Site leader Scott Moore and Cyrus Krohn, a top lieutenant, had previously worked together at Yahoo and even teamed on a business plan for a local news product. Reunited by Microsoft, they looked over their options and one thing always stood out: local.

“Our research shows that local is the No. 1 unmet need, regardless of publisher,” noted Krohn, who previously ran Slate for Microsoft, Yahoo elections and most recently the Republican National Committee’s digital effort. Most local sites are pretty much limited to “event listings and restaurant listings,” he said.

To that end, a new site has been developed in a six-month time frame that has upgraded Local from the increasingly out-of-date and limited “MSN City Guides” to “Local Edition,” a  new curated section broken down into “Local News” and “Local Events” and prominently featured on the home page. The site has been rolled out to 1 percent of its user base this week. The bulk of the user base will get the site within two months.

Even in its early iterations, the site has localized every link for 44,000 ZIP codes. It is also fed by Bing search and maps, as well as local news by and Bing News. It also includes partnerships with Fox Sports, WDT (weather), Zvents, MSN Autos and Scout, Fox’s high school sports site, will soon be added as well.

It is likely that MSNBC’s recently acquired EveryBlock, a hyperlocal data provider, will be integrated too. Twitter and Facebook feeds will also be brought in to provide live search feeds. Twitter’s live search feeds are being tried out by Yahoo and Google as well. Facebook feeds, at this point, are unique to MSN.

Krohn notes that the development team has been deliberately kept small. “It’s just me and two other people on the media team,” he says. But the team has been working closely with the very large team in MSN engineering and other parts of Microsoft.
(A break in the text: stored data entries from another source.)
//! Parameterized query builders for the store's three read shapes.
//!
//! Filter, ordering, and pagination combinations are assembled here and
//! nowhere else. Every value is bound as a parameter; the only text that
//! reaches the SQL string directly comes from closed keyword whitelists
//! (column names and sort directions).
//!
//! The isolation clause deliberately widens per-account filtering: an item
//! with at least one cached chapter stays visible regardless of which
//! account downloaded it.

use serde::{Deserialize, Serialize};

/// Field a listing can be ordered by.
#[derive(Debug, Clone, Copy, PartialEq, Eq, Serialize, Deserialize, Default)]
pub enum OrderField {
    #[default]
    Title,
    Author,
    CreatedAt,
    UpdatedAt,
}

impl OrderField {
    fn column(self) -> &'static str {
        match self {
            OrderField::Title => "detailed_books.title",
            OrderField::Author => "detailed_books.author",
            OrderField::CreatedAt => "detailed_books.created_at",
            OrderField::UpdatedAt => "detailed_books.updated_at",
        }
    }
}

/// Sort direction.
#[derive(Debug, Clone, Copy, PartialEq, Eq, Serialize, Deserialize, Default)]
pub enum OrderDirection {
    #[default]
    Ascending,
    Descending,
}

impl OrderDirection {
    fn keyword(self) -> &'static str {
        match self {
            OrderDirection::Ascending => "ASC",
            OrderDirection::Descending => "DESC",
        }
    }
}

/// User-chosen listing order, persisted as a preference.
#[derive(Debug, Clone, Copy, PartialEq, Eq, Serialize, Deserialize, Default)]
pub struct LibraryOrdering {
    pub field: OrderField,
    pub direction: OrderDirection,
}

/// A value bound into a built query.
#[derive(Debug, Clone, PartialEq)]
pub(crate) enum BindValue {
    Text(String),
    Integer(i64),
}

/// A built query: SQL plus its bind values, and the matching count query.
#[derive(Debug, Clone)]
pub(crate) struct QuerySpec {
    pub select_sql: String,
    pub count_sql: String,
    pub binds: Vec<BindValue>,
}

fn library_clause(library_id: &Option<String>, binds: &mut Vec<BindValue>) -> &'static str {
    match library_id {
        None => "detailed_books.library_id IS NULL",
        Some(id) => {
            binds.push(BindValue::Text(id.clone()));
            "(detailed_books.library_id = ? OR detailed_books.library_id IS NULL)"
        }
    }
}

pub(crate) const CACHED_CLAUSE: &str = "EXISTS (SELECT 1 FROM book_chapters \
     WHERE book_chapters.book_id = detailed_books.id AND book_chapters.is_cached = 1)";

fn isolation_clause(
    downloaded_only: bool,
    host: &Option<String>,
    username: &Option<String>,
    binds: &mut Vec<BindValue>,
) -> String {
    if downloaded_only {
        return CACHED_CLAUSE.to_string();
    }

    match (host, username) {
        (Some(host), Some(username)) if !host.is_empty() && !username.is_empty() => {
            binds.push(BindValue::Text(host.clone()));
            binds.push(BindValue::Text(username.clone()));
            format!(
                "((detailed_books.host = ? AND detailed_books.username = ?) OR {CACHED_CLAUSE})"
            )
        }
        _ => CACHED_CLAUSE.to_string(),
    }
}

/// Paged library listing.
#[derive(Debug, Clone, Default)]
pub struct FetchRequest {
    library_id: Option<String>,
    page_number: u32,
    page_size: u32,
    ordering: LibraryOrdering,
    downloaded_only: bool,
    host: Option<String>,
    username: Option<String>,
}

impl FetchRequest {
    pub fn new() -> Self {
        Self {
            page_size: 20,
            ..Self::default()
        }
    }

    pub fn library_id(mut self, id: Option<String>) -> Self {
        self.library_id = id;
        self
    }

    pub fn page_number(mut self, number: u32) -> Self {
        self.page_number = number;
        self
    }

    pub fn page_size(mut self, size: u32) -> Self {
        self.page_size = size;
        self
    }

    pub fn ordering(mut self, ordering: LibraryOrdering) -> Self {
        self.ordering = ordering;
        self
    }

    pub fn downloaded_only(mut self, enabled: bool) -> Self {
        self.downloaded_only = enabled;
        self
    }

    pub fn account(mut self, host: Option<String>, username: Option<String>) -> Self {
        self.host = host;
        self.username = username;
        self
    }

    pub(crate) fn page(&self) -> (u32, u32) {
        (self.page_number, self.page_size)
    }

    pub(crate) fn build(&self) -> QuerySpec {
        let mut binds = Vec::new();
        let library = library_clause(&self.library_id, &mut binds);
        let isolation =
            isolation_clause(self.downloaded_only, &self.host, &self.username, &mut binds);

        let where_clause = format!("WHERE {library} AND {isolation}");
        let select_sql = format!(
            "SELECT detailed_books.* FROM detailed_books {where_clause} \
             ORDER BY {field} {direction}, detailed_books.id ASC LIMIT ? OFFSET ?",
            field = self.ordering.field.column(),
            direction = self.ordering.direction.keyword(),
        );
        let count_sql =
            format!("SELECT COUNT(*) FROM detailed_books {where_clause}");

        let mut select_binds = binds.clone();
        select_binds.push(BindValue::Integer(self.page_size as i64));
        select_binds.push(BindValue::Integer(
            self.page_number as i64 * self.page_size as i64,
        ));

        QuerySpec {
            select_sql,
            count_sql,
            // Count reuses the prefix of the select binds; the repository
            // truncates the trailing limit/offset pair.
            binds: select_binds,
        }
    }
}

/// Recent-activity listing: in-progress items, most recently updated first.
#[derive(Debug, Clone)]
pub struct RecentRequest {
    library_id: Option<String>,
    downloaded_only: bool,
    limit: u32,
    host: Option<String>,
    username: Option<String>,
}

impl Default for RecentRequest {
    fn default() -> Self {
        Self {
            library_id: None,
            downloaded_only: false,
            limit: 10,
            host: None,
            username: None,
        }
    }
}

impl RecentRequest {
    pub fn new() -> Self {
        Self::default()
    }

    pub fn library_id(mut self, id: Option<String>) -> Self {
        self.library_id = id;
        self
    }

    pub fn downloaded_only(mut self, enabled: bool) -> Self {
        self.downloaded_only = enabled;
        self
    }

    pub fn limit(mut self, limit: u32) -> Self {
        self.limit = limit;
        self
    }

    pub fn account(mut self, host: Option<String>, username: Option<String>) -> Self {
        self.host = host;
        self.username = username;
        self
    }

    pub(crate) fn build(&self) -> QuerySpec {
        let mut binds = Vec::new();
        let library = library_clause(&self.library_id, &mut binds);
        let isolation =
            isolation_clause(self.downloaded_only, &self.host, &self.username, &mut binds);

        let select_sql = format!(
            "SELECT DISTINCT detailed_books.* FROM detailed_books \
             INNER JOIN media_progress ON detailed_books.id = media_progress.book_id \
             WHERE {library} AND {isolation} \
             AND media_progress.current_position > 0 \
             AND media_progress.is_finished = 0 \
             ORDER BY media_progress.last_update DESC \
             LIMIT ?"
        );

        binds.push(BindValue::Integer(self.limit as i64));

        QuerySpec {
            count_sql: String::new(),
            select_sql,
            binds,
        }
    }
}

/// Case-insensitive substring search over title, author, and series names.
#[derive(Debug, Clone, Default)]
pub struct SearchRequest {
    library_id: Option<String>,
    query: String,
    ordering: LibraryOrdering,
    host: Option<String>,
    username: Option<String>,
}

impl SearchRequest {
    pub fn new(query: impl Into<String>) -> Self {
        Self {
            query: query.into(),
            ..Self::default()
        }
    }

    pub fn library_id(mut self, id: Option<String>) -> Self {
        self.library_id = id;
        self
    }

    pub fn ordering(mut self, ordering: LibraryOrdering) -> Self {
        self.ordering = ordering;
        self
    }

    pub fn account(mut self, host: Option<String>, username: Option<String>) -> Self {
        self.host = host;
        self.username = username;
        self
    }

    pub(crate) fn build(&self) -> QuerySpec {
        let mut binds = Vec::new();
        let library = library_clause(&self.library_id, &mut binds);

        let pattern = format!("%{}%", self.query);
        let search = "(detailed_books.title LIKE ? \
             OR detailed_books.author LIKE ? \
             OR detailed_books.series_names LIKE ?)";
        binds.push(BindValue::Text(pattern.clone()));
        binds.push(BindValue::Text(pattern.clone()));
        binds.push(BindValue::Text(pattern));

        let isolation = isolation_clause(false, &self.host, &self.username, &mut binds);

        let select_sql = format!(
            "SELECT detailed_books.* FROM detailed_books \
             WHERE {library} AND {search} AND {isolation} \
             ORDER BY {field} {direction}, detailed_books.id ASC",
            field = self.ordering.field.column(),
            direction = self.ordering.direction.keyword(),
        );

        QuerySpec {
            count_sql: String::new(),
            select_sql,
            binds,
        }
    }
}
In fact, the integration with MSN is seen by Krohn as a major differentiation with other sites. It will let the site broaden categories and let users see all their needs “all in one sitting,” he said. To the best of his knowledge, MapQuest is the only other portal that approaches the same level of integration between search and content.

The development process, however, hasn’t always been easy. Sports, for instance, has been very complex to assign local feeds too, says Krohn. This is compounded by limited personalization on the site, which really doesn’t go beyond ZIP code. Green Bay Packers and Pittsburgh Steelers fans, for instance, have moved to other parts of the country; people in places like the Dakotas and Hawaii don’t have professional sports.

Localization has also been tough for ZIP codes where people live closer to a town with a different name. The default on my neighborhood, for instance, was set for the main town, eight miles away. That wasn’t useful. But it was easy to manually override the default with more local store and restaurant listings.

While the site is still in development, Krohn says he thinks it is a good start. The long-term vision, however, is to provide a “true hyperlocal or neighborhod level” site that weaves in social media, tweets from neighborhoods and is blog-centric.

Moore and Krohn are doing a joint keynote on Day 1 at ILM:09, which runs Dec. 9-11.